Former Mitchell Copp Building

Also, there is the Kennedy / Mitchell Copp Building. It dates back to 1906, though it had a major rebuild in 1919. The facade of this building is supposed to be incorporated into the new development.

For a history of this building.

Norlyn Building

A fourth and final structure, the Norlyn Building, will be torn down for a parking structure. That won't take place until the summer.

Here's a look back at the intersection through the decades !

Clarendon Hotel, Winnipeg, c. 1950
Former Clarendon Hotel

** The large version of this 1950s photo gives a great view of the three buildings.

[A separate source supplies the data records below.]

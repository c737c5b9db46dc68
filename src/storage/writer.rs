use crate::core::{Document, Result, WriteOp};
use crate::storage::segment::{self, Segment};
use std::collections::HashMap;
use std::path::{Path, PathBuf};
use std::sync::{Arc, Mutex};

/// The single mutable writer handle over one collection's segment.
///
/// Writes mutate a live overlay immediately; nothing reaches disk until
/// [`IndexWriter::commit`]. One writer generation exists per resource at a
/// time: rollback at the resource level replaces the writer wholesale
/// rather than reusing it.
#[derive(Debug)]
pub struct IndexWriter {
    path: PathBuf,
    state: Mutex<WriterState>,
}

#[derive(Debug)]
struct WriterState {
    /// Last durable state, shared with read views.
    committed: Arc<HashMap<String, Document>>,
    /// Committed state plus every op applied since the last commit.
    live: HashMap<String, Document>,
    dirty: bool,
}

impl IndexWriter {
    /// Open a writer over the segment at `path`, creating an empty state
    /// when no segment exists yet.
    pub fn open(path: impl AsRef<Path>) -> Result<Self> {
        let path = path.as_ref().to_path_buf();
        let docs = segment::load(&path)?.map(|s| s.docs).unwrap_or_default();
        Ok(Self {
            path,
            state: Mutex::new(WriterState {
                committed: Arc::new(docs.clone()),
                live: docs,
                dirty: false,
            }),
        })
    }

    /// Apply a write op to the live state, returning the affected count.
    pub fn apply(&self, op: WriteOp) -> Result<u64> {
        let mut state = self.state.lock()?;
        let affected = match op {
            WriteOp::Insert(doc) => {
                state.live.insert(doc.id.clone(), doc);
                1
            }
            WriteOp::Update(doc) => {
                if state.live.contains_key(&doc.id) {
                    state.live.insert(doc.id.clone(), doc);
                    1
                } else {
                    0
                }
            }
            WriteOp::Delete(id) => {
                if state.live.remove(&id).is_some() {
                    1
                } else {
                    0
                }
            }
        };
        if affected > 0 {
            state.dirty = true;
        }
        Ok(affected)
    }

    pub fn has_uncommitted_changes(&self) -> bool {
        self.state.lock().map(|s| s.dirty).unwrap_or(false)
    }

    /// Flush the live state to disk as the new segment. Idempotent when
    /// nothing is pending.
    pub fn commit(&self) -> Result<()> {
        let mut state = self.state.lock()?;
        if !state.dirty {
            return Ok(());
        }
        let live = state.live.clone();
        segment::store(&self.path, &Segment::new(live.clone()))?;
        state.committed = Arc::new(live);
        state.dirty = false;
        Ok(())
    }

    /// Drop every uncommitted change, resetting the live state to the last
    /// durable one.
    pub fn discard(&self) -> Result<()> {
        let mut state = self.state.lock()?;
        let snapshot = Arc::clone(&state.committed);
        state.live = (*snapshot).clone();
        state.dirty = false;
        Ok(())
    }

    /// Snapshot of the last committed state; the basis for read views.
    pub fn committed_docs(&self) -> Result<Arc<HashMap<String, Document>>> {
        Ok(Arc::clone(&self.state.lock()?.committed))
    }

    pub fn path(&self) -> &Path {
        &self.path
    }
}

Demolition starts on former A & B Sound building Free Press
Farewell, core eyesore Winnipeg Free Press

1 comment:

One Man Committee said...

Great overview as always.

This block always struck me as a little underwhelming (if not sad) considering its prime location opposite the undisputed number one shopping address between Toronto and Vancouver for the better part of a century. By the late 80s you had a couple of low end bars sandwiching a a couple of low rent shops and a burned out building... not exactly an image builder for downtown Winnipeg. This development should be an aesthetic improvement for Portage Avenue.